While designing the Gemini spacecraft in 1961, Chamberlin proposed that Gemini be paired with a "bug" that would land a single astronaut on the Moon. Chamberlin had been impressed with NASA engineer John Houbolt's advocacy of Lunar orbit rendezvous as the method to go to the Moon. Although Chamberlin's idea of flying Gemini to the Moon was rejected, it helped lead NASA to its decision in 1962 to use Lunar Orbit Rendezvous in the Apollo program, which involved using the Lunar Module (LM) to descend to the lunar surface.

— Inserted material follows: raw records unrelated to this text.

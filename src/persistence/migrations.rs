//! Database migrations for the persistence layer

use crate::persistence::error::PersistenceError;
use crate::persistence::pool::ConnectionPool;
use sqlx::Row;

/// Projects, subscriptions and the daily usage counters
const MIGRATION_001_ACCOUNTS: &str = r#"
-- Projects and their owners
CREATE TABLE IF NOT EXISTS projects (
    id TEXT PRIMARY KEY,
    owner_id TEXT NOT NULL,
    name TEXT,
    created_at TEXT NOT NULL
);

-- Per-user subscription limits (-1 = unlimited)
CREATE TABLE IF NOT EXISTS subscription_limits (
    user_id TEXT PRIMARY KEY,
    max_actions_per_day BIGINT NOT NULL,
    max_tokens_per_day BIGINT NOT NULL
);

-- One row per (user, UTC day)
CREATE TABLE IF NOT EXISTS usage_counters (
    user_id TEXT NOT NULL,
    period TEXT NOT NULL,
    action_count BIGINT NOT NULL DEFAULT 0,
    token_count BIGINT NOT NULL DEFAULT 0,
    PRIMARY KEY (user_id, period)
);

-- Message ids already counted in a period
CREATE TABLE IF NOT EXISTS usage_receipts (
    user_id TEXT NOT NULL,
    period TEXT NOT NULL,
    message_id TEXT NOT NULL,
    counted_at TEXT NOT NULL,
    PRIMARY KEY (user_id, period, message_id)
);

CREATE INDEX IF NOT EXISTS idx_projects_owner ON projects(owner_id);
"#;

/// Agent instances and the records they produce
const MIGRATION_002_AGENTS: &str = r#"
CREATE TABLE IF NOT EXISTS agent_instances (
    id TEXT PRIMARY KEY,
    project_id TEXT NOT NULL,
    role TEXT NOT NULL,
    status TEXT NOT NULL,
    working_memory TEXT NOT NULL,
    conversation_history TEXT NOT NULL,
    tasks_completed BIGINT NOT NULL DEFAULT 0,
    errors_encountered BIGINT NOT NULL DEFAULT 0,
    tokens_used BIGINT NOT NULL DEFAULT 0,
    is_active BIGINT NOT NULL DEFAULT 1,
    created_at TEXT NOT NULL,
    updated_at TEXT NOT NULL
);

-- At most one active instance per role in a project
CREATE UNIQUE INDEX IF NOT EXISTS idx_instances_active_role
    ON agent_instances(project_id, role) WHERE is_active = 1;

CREATE TABLE IF NOT EXISTS agent_messages (
    id TEXT PRIMARY KEY,
    project_id TEXT NOT NULL,
    from_participant TEXT NOT NULL,
    to_participant TEXT NOT NULL,
    message_type TEXT NOT NULL,
    content TEXT NOT NULL,
    requires_response BIGINT NOT NULL,
    responded BIGINT NOT NULL DEFAULT 0,
    created_at TEXT NOT NULL
);

CREATE TABLE IF NOT EXISTS agent_actions (
    id TEXT PRIMARY KEY,
    project_id TEXT NOT NULL,
    instance_id TEXT NOT NULL,
    role TEXT NOT NULL,
    action_type TEXT NOT NULL,
    name TEXT NOT NULL,
    payload TEXT NOT NULL,
    is_reversible BIGINT NOT NULL,
    status TEXT NOT NULL,
    created_at TEXT NOT NULL,
    finished_at TEXT
);

CREATE INDEX IF NOT EXISTS idx_instances_project ON agent_instances(project_id);
CREATE INDEX IF NOT EXISTS idx_messages_project ON agent_messages(project_id, created_at);
CREATE INDEX IF NOT EXISTS idx_actions_instance ON agent_actions(instance_id);
"#;

/// Migration definition
struct Migration {
    name: &'static str,
    sql: &'static str,
    checksum: &'static str,
}

/// Get all migrations in order
fn get_migrations() -> Vec<Migration> {
    vec![
        Migration {
            name: "001_accounts",
            sql: MIGRATION_001_ACCOUNTS,
            checksum: "v1",
        },
        Migration {
            name: "002_agents",
            sql: MIGRATION_002_AGENTS,
            checksum: "v1",
        },
    ]
}

/// Splits a migration into executable statements, dropping comment lines
fn statements(sql: &str) -> impl Iterator<Item = String> + '_ {
    sql.split(';').filter_map(|chunk| {
        let statement: Vec<&str> = chunk
            .lines()
            .map(str::trim_end)
            .filter(|line| !line.trim_start().starts_with("--") && !line.trim().is_empty())
            .collect();
        if statement.is_empty() {
            None
        } else {
            Some(statement.join("\n"))
        }
    })
}

/// Migration runner for the persistence layer
pub struct MigrationRunner {
    pool: ConnectionPool,
}

impl MigrationRunner {
    /// Create a new migration runner
    pub fn new(pool: ConnectionPool) -> Self {
        Self { pool }
    }

    /// Run all pending migrations
    pub async fn migrate_up(&self) -> Result<MigrationResult, PersistenceError> {
        let mut applied = 0;
        let mut skipped = 0;

        self.ensure_migrations_table().await?;

        for migration in get_migrations() {
            if self.is_migration_applied(migration.name).await? {
                tracing::debug!("Migration '{}' already applied, skipping", migration.name);
                skipped += 1;
                continue;
            }

            tracing::info!("Applying migration: {}", migration.name);

            for statement in statements(migration.sql) {
                sqlx::query(&statement)
                    .execute(self.pool.pool())
                    .await
                    .map_err(|e| {
                        PersistenceError::Migration(format!(
                            "Failed to execute migration '{}': {}",
                            migration.name, e
                        ))
                    })?;
            }

            self.record_migration(migration.name, migration.checksum)
                .await?;

            tracing::info!("Migration '{}' applied successfully", migration.name);
            applied += 1;
        }

        Ok(MigrationResult { applied, skipped })
    }

    /// Get migration status
    pub async fn status(&self) -> Result<Vec<MigrationStatus>, PersistenceError> {
        self.ensure_migrations_table().await?;

        let mut statuses = Vec::new();
        for migration in get_migrations() {
            let applied_at = self.get_migration_applied_at(migration.name).await?;
            statuses.push(MigrationStatus {
                name: migration.name.to_string(),
                applied: applied_at.is_some(),
                applied_at,
            });
        }

        Ok(statuses)
    }

    async fn ensure_migrations_table(&self) -> Result<(), PersistenceError> {
        let sql = r#"
            CREATE TABLE IF NOT EXISTS _stratum_migrations (
                name TEXT PRIMARY KEY,
                applied_at TEXT NOT NULL,
                checksum TEXT NOT NULL
            )
        "#;

        sqlx::query(sql)
            .execute(self.pool.pool())
            .await
            .map_err(|e| {
                PersistenceError::Migration(format!("Failed to create migrations table: {}", e))
            })?;

        Ok(())
    }

    async fn is_migration_applied(&self, name: &str) -> Result<bool, PersistenceError> {
        Ok(self.get_migration_applied_at(name).await?.is_some())
    }

    async fn get_migration_applied_at(
        &self,
        name: &str,
    ) -> Result<Option<String>, PersistenceError> {
        let row = sqlx::query(&self.pool.sql(
            "SELECT applied_at FROM _stratum_migrations WHERE name = ?",
        ))
        .bind(name)
        .fetch_optional(self.pool.pool())
        .await
        .map_err(|e| {
            PersistenceError::Migration(format!("Failed to check migration status: {}", e))
        })?;

        match row {
            Some(row) => Ok(Some(row.try_get("applied_at")?)),
            None => Ok(None),
        }
    }

    async fn record_migration(&self, name: &str, checksum: &str) -> Result<(), PersistenceError> {
        let now = chrono::Utc::now().to_rfc3339();

        sqlx::query(&self.pool.sql(
            "INSERT INTO _stratum_migrations (name, applied_at, checksum) VALUES (?, ?, ?)",
        ))
        .bind(name)
        .bind(now)
        .bind(checksum)
        .execute(self.pool.pool())
        .await
        .map_err(|e| PersistenceError::Migration(format!("Failed to record migration: {}", e)))?;

        Ok(())
    }
}

/// Result of running migrations
#[derive(Debug)]
pub struct MigrationResult {
    /// Number of migrations applied
    pub applied: usize,
    /// Number of migrations skipped (already applied)
    pub skipped: usize,
}

/// Status of a single migration
#[derive(Debug, Clone)]
pub struct MigrationStatus {
    pub name: String,
    pub applied: bool,
    pub applied_at: Option<String>,
}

Chamberlin was described by space historian David Baker as "probably one of the most brilliant men ever to work for NASA."
Chamberlin left NASA in 1970 to join McDonnell Douglas Astronautics, where he prepared an ultimately unsuccessful space shuttle bid before becoming technical director for the company's facility at the Johnson Space Center in Houston, a position he held until his death on March 8, 1981. He and his wife had a son and a daughter.

==Honors==
NASA awarded Chamberlin its Exceptional Scientific Achievement, Exceptional Service and Exceptional Engineering Achievement medals. Chamberlin was a Professional Engineer of the Province of Ontario, a member of the Institute of Aeronautical Scientists and an Associate Fellow of the Canadian Aeronautical Institute. The minor planet 14148 Jimchamberlin, discovered at Kitt Peak National Observatory in 1998, is named in his honor. In 2001, he was inducted into Canada's Aviation Hall of Fame. In 2019, Canada Post issued stamps commemorating Canadian contributions to the Apollo 11 mission which included Chamberlin's likeness.

In the 1997 CBC miniseries The Arrow, Chamberlin is played by actor Aidan Devine.